Xu Deng at the University of Electronic Science and Technology of China in Chengdu led the team in creating this proof-of-concept device to address challenges in decentralized water treatment. "We kept running into the same roadblock with decentralised water treatment," Deng explained. "Most point-of-use options either need electricity or strong sunlight, and they’re slow."

The invention features spherical silica nanoparticles coated with positively charged amine groups and gold nanoparticles that become negatively charged during stirring. Users add a small dose of this engineered powder to water in a jar with a crank handle. "A few turns of the handle creates gentle shear in the water and that motion ‘wakes up’ our nanoparticles," Deng said. This process generates reactive oxygen species on the nanoparticles' surfaces, which form electric charges and oxidize pathogens.

"Those reactive oxygen species punch holes in microbial membranes, so pathogens can’t survive or reproduce," Deng added.
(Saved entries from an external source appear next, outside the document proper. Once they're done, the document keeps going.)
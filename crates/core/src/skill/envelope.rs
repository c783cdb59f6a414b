use serde::{Deserialize, Serialize};
use std::collections::BTreeMap;

pub const RESPONSE_VERSION: &str = "1.0";
const PLAIN_TEXT: &str = "PlainText";

/// Voice-platform request, already authenticated upstream.
#[derive(Clone, Debug, Serialize, Deserialize, PartialEq)]
#[serde(rename_all = "camelCase")]
pub struct RequestEnvelope {
    #[serde(default)]
    pub version: String,
    #[serde(default)]
    pub session: Option<Session>,
    #[serde(default)]
    pub context: Option<Context>,
    pub request: Request,
}

#[derive(Clone, Debug, Default, Serialize, Deserialize, PartialEq)]
#[serde(rename_all = "camelCase")]
pub struct Session {
    #[serde(default)]
    pub new: bool,
    #[serde(default)]
    pub session_id: Option<String>,
    #[serde(default)]
    pub user: Option<User>,
}

#[derive(Clone, Debug, Serialize, Deserialize, PartialEq, Eq)]
#[serde(rename_all = "camelCase")]
pub struct User {
    pub user_id: String,
}

#[derive(Clone, Debug, Default, Serialize, Deserialize, PartialEq)]
pub struct Context {
    #[serde(rename = "System", default)]
    pub system: Option<SystemState>,
}

#[derive(Clone, Debug, Default, Serialize, Deserialize, PartialEq)]
pub struct SystemState {
    #[serde(default)]
    pub user: Option<User>,
}

#[derive(Clone, Debug, Serialize, Deserialize, PartialEq)]
#[serde(tag = "type")]
pub enum Request {
    LaunchRequest(RequestMeta),
    IntentRequest(IntentRequest),
    SessionEndedRequest(SessionEndedRequest),
    #[serde(other)]
    Unknown,
}

#[derive(Clone, Debug, Default, Serialize, Deserialize, PartialEq)]
#[serde(rename_all = "camelCase")]
pub struct RequestMeta {
    #[serde(default)]
    pub request_id: Option<String>,
    #[serde(default)]
    pub locale: Option<String>,
}

#[derive(Clone, Debug, Serialize, Deserialize, PartialEq)]
#[serde(rename_all = "camelCase")]
pub struct IntentRequest {
    #[serde(default)]
    pub request_id: Option<String>,
    #[serde(default)]
    pub locale: Option<String>,
    pub intent: Intent,
}

#[derive(Clone, Debug, Default, Serialize, Deserialize, PartialEq)]
#[serde(rename_all = "camelCase")]
pub struct SessionEndedRequest {
    #[serde(default)]
    pub request_id: Option<String>,
    #[serde(default)]
    pub reason: Option<String>,
}

#[derive(Clone, Debug, Serialize, Deserialize, PartialEq, Eq)]
pub struct Intent {
    pub name: String,
    #[serde(default)]
    pub slots: BTreeMap<String, Slot>,
}

impl Intent {
    /// Trimmed slot value, `None` when absent or blank.
    pub fn slot_value(&self, slot: &str) -> Option<&str> {
        self.slots
            .get(slot)
            .and_then(|s| s.value.as_deref())
            .map(str::trim)
            .filter(|v| !v.is_empty())
    }

    /// First non-blank slot value in slot-name order.
    pub fn any_slot_value(&self) -> Option<&str> {
        self.slots
            .values()
            .filter_map(|s| s.value.as_deref())
            .map(str::trim)
            .find(|v| !v.is_empty())
    }
}

#[derive(Clone, Debug, Default, Serialize, Deserialize, PartialEq, Eq)]
pub struct Slot {
    #[serde(default)]
    pub name: String,
    #[serde(default)]
    pub value: Option<String>,
}

impl RequestEnvelope {
    /// Platform-issued stable user id, preferring the context block.
    pub fn user_id(&self) -> Option<&str> {
        let from_context = self
            .context
            .as_ref()
            .and_then(|c| c.system.as_ref())
            .and_then(|s| s.user.as_ref());
        let from_session = self.session.as_ref().and_then(|s| s.user.as_ref());
        from_context
            .or(from_session)
            .map(|u| u.user_id.trim())
            .filter(|id| !id.is_empty())
    }

    pub fn request_id(&self) -> Option<&str> {
        match &self.request {
            Request::LaunchRequest(meta) => meta.request_id.as_deref(),
            Request::IntentRequest(req) => req.request_id.as_deref(),
            Request::SessionEndedRequest(req) => req.request_id.as_deref(),
            Request::Unknown => None,
        }
    }
}

#[derive(Clone, Debug, Serialize, Deserialize, PartialEq, Eq)]
pub struct OutputSpeech {
    #[serde(rename = "type")]
    pub kind: String,
    pub text: String,
}

impl OutputSpeech {
    pub fn plain(text: impl Into<String>) -> Self {
        Self {
            kind: PLAIN_TEXT.to_owned(),
            text: text.into(),
        }
    }
}

#[derive(Clone, Debug, Serialize, Deserialize, PartialEq, Eq)]
#[serde(rename_all = "camelCase")]
pub struct Reprompt {
    pub output_speech: OutputSpeech,
}

#[derive(Clone, Debug, Default, Serialize, Deserialize, PartialEq, Eq)]
#[serde(rename_all = "camelCase")]
pub struct ResponseBody {
    #[serde(default, skip_serializing_if = "Option::is_none")]
    pub output_speech: Option<OutputSpeech>,
    #[serde(default, skip_serializing_if = "Option::is_none")]
    pub reprompt: Option<Reprompt>,
    #[serde(default, skip_serializing_if = "Option::is_none")]
    pub should_end_session: Option<bool>,
}

/// Voice-platform response: spoken text plus whether the session stays open.
#[derive(Clone, Debug, Serialize, Deserialize, PartialEq, Eq)]
pub struct ResponseEnvelope {
    pub version: String,
    pub response: ResponseBody,
}

impl ResponseEnvelope {
    /// A response with nothing to say, as required after a session ends.
    pub fn empty() -> Self {
        Self {
            version: RESPONSE_VERSION.to_owned(),
            response: ResponseBody::default(),
        }
    }

    /// Speaks `text` and closes the session.
    pub fn speak(text: impl Into<String>) -> Self {
        Self {
            version: RESPONSE_VERSION.to_owned(),
            response: ResponseBody {
                output_speech: Some(OutputSpeech::plain(text)),
                reprompt: None,
                should_end_session: Some(true),
            },
        }
    }

    /// Keeps the session open, re-asking with `reprompt` if the user is silent.
    pub fn ask(mut self, reprompt: impl Into<String>) -> Self {
        self.response.reprompt = Some(Reprompt {
            output_speech: OutputSpeech::plain(reprompt),
        });
        self.response.should_end_session = Some(false);
        self
    }

    pub fn speech(&self) -> Option<&str> {
        self.response.output_speech.as_ref().map(|s| s.text.as_str())
    }

    pub fn ends_session(&self) -> bool {
        self.response.should_end_session.unwrap_or(true)
    }
}
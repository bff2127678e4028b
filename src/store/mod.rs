// Memory store seam.
//
// The key/value store holds all transient control-plane state: analyzer and
// worker records, tickets, and the per-worker event queues. The trait covers
// exactly the operations the agents need; production wires in Redis, the
// integration suite the in-memory store.

pub mod memory;
pub mod redis;

pub use memory::MemoryStore;
pub use redis::RedisStore;

#[derive(Debug, thiserror::Error)]
pub enum StoreError {
    #[error("memory store connect failed: {0}")]
    Connect(String),
    #[error("memory store command failed: {0}")]
    Command(String),
}

#[async_trait::async_trait]
pub trait KeyValueStore: Send + Sync {
    async fn get(&self, key: &str) -> Result<Option<String>, StoreError>;

    async fn set(&self, key: &str, value: &str) -> Result<(), StoreError>;

    /// Atomic set-if-absent. Returns `true` when the key was newly created,
    /// `false` when a value already existed. Ticket mutual exclusion hangs
    /// off this single operation.
    async fn set_if_absent(&self, key: &str, value: &str) -> Result<bool, StoreError>;

    /// Set only if the key already exists. Returns `false` (and writes
    /// nothing) for a missing key.
    async fn set_if_present(&self, key: &str, value: &str) -> Result<bool, StoreError>;

    async fn set_many(&self, pairs: &[(String, String)]) -> Result<(), StoreError>;

    /// Multi-get; the result is positionally aligned with `keys`.
    async fn get_many(&self, keys: &[String]) -> Result<Vec<Option<String>>, StoreError>;

    /// All keys matching a glob-style pattern (`*` wildcard).
    async fn scan_keys(&self, pattern: &str) -> Result<Vec<String>, StoreError>;

    /// Delete keys, returning how many existed.
    async fn delete(&self, keys: &[String]) -> Result<u64, StoreError>;

    /// Append to the tail of the list at `key`.
    async fn push_back(&self, key: &str, value: &str) -> Result<(), StoreError>;

    /// List slice, inclusive on both ends, negative indices counting from
    /// the tail (`-1` is the last element).
    async fn list_range(&self, key: &str, start: isize, stop: isize) -> Result<Vec<String>, StoreError>;

    /// Trim the list to the inclusive `[start, stop]` window; everything
    /// outside is removed. `start` past the end empties the list.
    async fn list_trim(&self, key: &str, start: isize, stop: isize) -> Result<(), StoreError>;
}
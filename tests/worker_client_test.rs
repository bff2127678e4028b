// Worker protocol client, driven by a scripted brain side.
//
// Strategy
// --------
// The test subscribes the brain-side subjects (`ch_brain`, `ch_w1_brain`)
// and plays the brain by hand. The worker processes brain messages
// sequentially, so ordering assertions ride on the protocol itself: if the
// worker answers a later message, the earlier one was already handled.

use bytes::Bytes;
use futures::StreamExt;
use serde_json::{json, Value};
use std::path::Path;
use std::sync::atomic::{AtomicBool, Ordering};
use std::sync::Arc;
use std::time::Duration;

use argus::bus::{MemoryBus, MessageBus, MessageStream};
use argus::config::WorkerConfig;
use argus::store::{KeyValueStore, MemoryStore};
use argus::worker::{EventSender, Pipeline, PipelineParams, StopSignal, Worker};

const WAIT: Duration = Duration::from_secs(5);

// ---------------------------------------------------------------------------
// Helpers
// ---------------------------------------------------------------------------

/// Records lifecycle observations the test can assert on.
struct TrackingPipeline {
    started: Arc<AtomicBool>,
    stopped: Arc<AtomicBool>,
    emit_on_start: bool,
}

impl Pipeline for TrackingPipeline {
    fn run(
        &mut self,
        params: PipelineParams,
        _files_dir: &Path,
        events: EventSender,
        stop: &StopSignal,
    ) -> anyhow::Result<()> {
        self.started.store(true, Ordering::SeqCst);
        if self.emit_on_start {
            events.send("boot", 1_700_000_000.0, json!({"pipelines": params.pipelines.len()}));
        }
        while !stop.is_stopped() {
            std::thread::sleep(Duration::from_millis(10));
        }
        self.stopped.store(true, Ordering::SeqCst);
        Ok(())
    }
}

fn worker_config(shared_dir: &Path) -> WorkerConfig {
    WorkerConfig {
        name: "tripwire".to_string(),
        worker_id: "w1".to_string(),
        shared_dir: shared_dir.to_string_lossy().into_owned(),
        ..WorkerConfig::default()
    }
}

async fn recv_json(stream: &mut MessageStream) -> Value {
    let msg = tokio::time::timeout(WAIT, stream.next())
        .await
        .expect("timed out waiting for a message")
        .expect("subscription closed");
    serde_json::from_slice(&msg.payload).expect("message payload is not JSON")
}

/// Receive messages until one carries the wanted verb, skipping heartbeats
/// and other interleaved traffic.
async fn recv_verb(stream: &mut MessageStream, verb: &str) -> Value {
    let deadline = tokio::time::Instant::now() + WAIT;
    loop {
        assert!(tokio::time::Instant::now() < deadline, "never saw verb {verb}");
        let msg = recv_json(stream).await;
        if msg["verb"] == verb {
            return msg;
        }
    }
}

fn handshake_context() -> Value {
    json!({"workerID": "w1", "ch_to_brain": "ch_w1_brain", "ch_to_worker": "ch_brain_w1"})
}

fn config_message(ticket_context: Value) -> Bytes {
    Bytes::from(serde_json::to_vec(&json!({"verb": "config", "context": ticket_context})).unwrap())
}

fn start_ticket_context() -> Value {
    let mut context = handshake_context();
    context["ticket"] = json!({
        "ticket_id": "a1",
        "msg": {
            "command": "START_ANALYZER",
            "params": {
                "id": "a1",
                "type": "tripwire",
                "source": {"url": "rtsp://cam/1"},
                "pipelines": [{"name": "motion"}, {"name": "recording"}]
            }
        },
        "reply": "inbox",
        "timestamp": 1.0
    });
    context
}

// ---------------------------------------------------------------------------
// Handshake and heartbeats (paused clock: heartbeat ticks fire instantly)
// ---------------------------------------------------------------------------

#[tokio::test(start_paused = true)]
async fn test_handshake_then_heartbeats() {
    let bus = Arc::new(MemoryBus::new());
    let store = Arc::new(MemoryStore::new());
    let shared = tempfile::tempdir().unwrap();

    let mut public = bus.subscribe("ch_brain").await.unwrap();
    let mut to_brain = bus.subscribe("ch_w1_brain").await.unwrap();

    let mut worker = Worker::new(
        &worker_config(shared.path()),
        bus.clone() as Arc<dyn MessageBus>,
        store.clone() as Arc<dyn KeyValueStore>,
    );
    worker.register_pipeline(Box::new(TrackingPipeline {
        started: Arc::new(AtomicBool::new(false)),
        stopped: Arc::new(AtomicBool::new(false)),
        emit_on_start: false,
    }));
    let cancel = worker.cancellation_token();
    tokio::spawn(worker.run());

    // Step 1: worker announces itself with its private subjects.
    let hshake1 = recv_json(&mut public).await;
    assert_eq!(hshake1["verb"], "hshake-1");
    assert_eq!(hshake1["context"], handshake_context());

    // A config this early is a protocol violation; the worker must ignore
    // it. Sequential processing means the hshake-3 below proves it did.
    bus.publish("ch_brain_w1", config_message(start_ticket_context())).await.unwrap();

    // Step 2 → step 3.
    bus.publish(
        "ch_brain_w1",
        Bytes::from(serde_json::to_vec(&json!({"verb": "hshake-2", "context": handshake_context()})).unwrap()),
    )
    .await
    .unwrap();
    let hshake3 = recv_verb(&mut to_brain, "hshake-3").await;
    assert_eq!(hshake3["context"]["workerID"], "w1");

    // Heartbeats start after the handshake, on the private subject.
    let first = recv_verb(&mut to_brain, "hbeat").await;
    assert_eq!(first["context"]["workerID"], "w1");
    assert!(first["context"]["timestamp"].as_f64().unwrap() > 0.0);
    recv_verb(&mut to_brain, "hbeat").await;

    cancel.cancel();
}

// ---------------------------------------------------------------------------
// Config starts the pipeline and events flow out (real clock: the pipeline
// runs on a real thread)
// ---------------------------------------------------------------------------

#[tokio::test]
async fn test_config_starts_pipeline_and_forwards_events() {
    let bus = Arc::new(MemoryBus::new());
    let store = Arc::new(MemoryStore::new());
    let shared = tempfile::tempdir().unwrap();

    let mut public = bus.subscribe("ch_brain").await.unwrap();
    let mut to_brain = bus.subscribe("ch_w1_brain").await.unwrap();

    let started = Arc::new(AtomicBool::new(false));
    let stopped = Arc::new(AtomicBool::new(false));
    let mut worker = Worker::new(
        &worker_config(shared.path()),
        bus.clone() as Arc<dyn MessageBus>,
        store.clone() as Arc<dyn KeyValueStore>,
    );
    worker.register_pipeline(Box::new(TrackingPipeline {
        started: started.clone(),
        stopped: stopped.clone(),
        emit_on_start: true,
    }));
    let cancel = worker.cancellation_token();
    let run = tokio::spawn(worker.run());

    recv_json(&mut public).await; // hshake-1
    bus.publish(
        "ch_brain_w1",
        Bytes::from(serde_json::to_vec(&json!({"verb": "hshake-2", "context": handshake_context()})).unwrap()),
    )
    .await
    .unwrap();
    recv_verb(&mut to_brain, "hshake-3").await;

    // Config with the embedded start ticket.
    bus.publish("ch_brain_w1", config_message(start_ticket_context())).await.unwrap();

    let config_ok = recv_verb(&mut to_brain, "config_ok").await;
    // Context echoed back, ticket included.
    assert_eq!(config_ok["context"]["ticket"]["ticket_id"], "a1");

    // The pipeline came up and its boot event reached the queue, then the
    // drain notification.
    recv_verb(&mut to_brain, "event").await;
    assert!(started.load(Ordering::SeqCst));
    let queued = store.list_range("event:brain:w1", 0, -1).await.unwrap();
    assert_eq!(queued.len(), 1);
    let event: Value = serde_json::from_str(&queued[0]).unwrap();
    assert_eq!(event["type"], "boot");
    assert_eq!(event["app_name"], "tripwire");
    assert_eq!(event["content"]["pipelines"], 2);

    // Files dir was created per the {shared}/{name}/{worker_id} layout.
    assert!(shared.path().join("tripwire").join("w1").is_dir());

    // A second config is ignored: the worker is already running. Prove the
    // worker is still alive and processing by shutting it down cleanly.
    bus.publish("ch_brain_w1", config_message(start_ticket_context())).await.unwrap();

    cancel.cancel();
    tokio::time::timeout(WAIT, run).await.expect("worker never shut down").unwrap().unwrap();
    assert!(stopped.load(Ordering::SeqCst), "shutdown must stop the pipeline");
}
Once stirring stops, the powder settles, allowing clean water to be drawn from an outlet. The team tested it against 16 high-risk pathogens, achieving a 99.9999 percent reduction in Escherichia coli after 15 seconds of stirring at 50°C and the same for Vibrio cholerae in one minute. Overall, it inactivated more than 95 percent of tested microorganisms.

The particles are reusable after each cycle and provide hours of protection against recontamination. Costs are low, dominated by silica powder and plastic housing, with gold amounts insignificant. Chiara Neto at the University of Sydney praised the work: "It’s very clever, fantastic work." The findings appear in Nature Nanotechnology (DOI: 10.1038/s41565-025-02033-9). While promising for disaster zones and remote communities, the device has not yet been scaled to determine capacity per batch.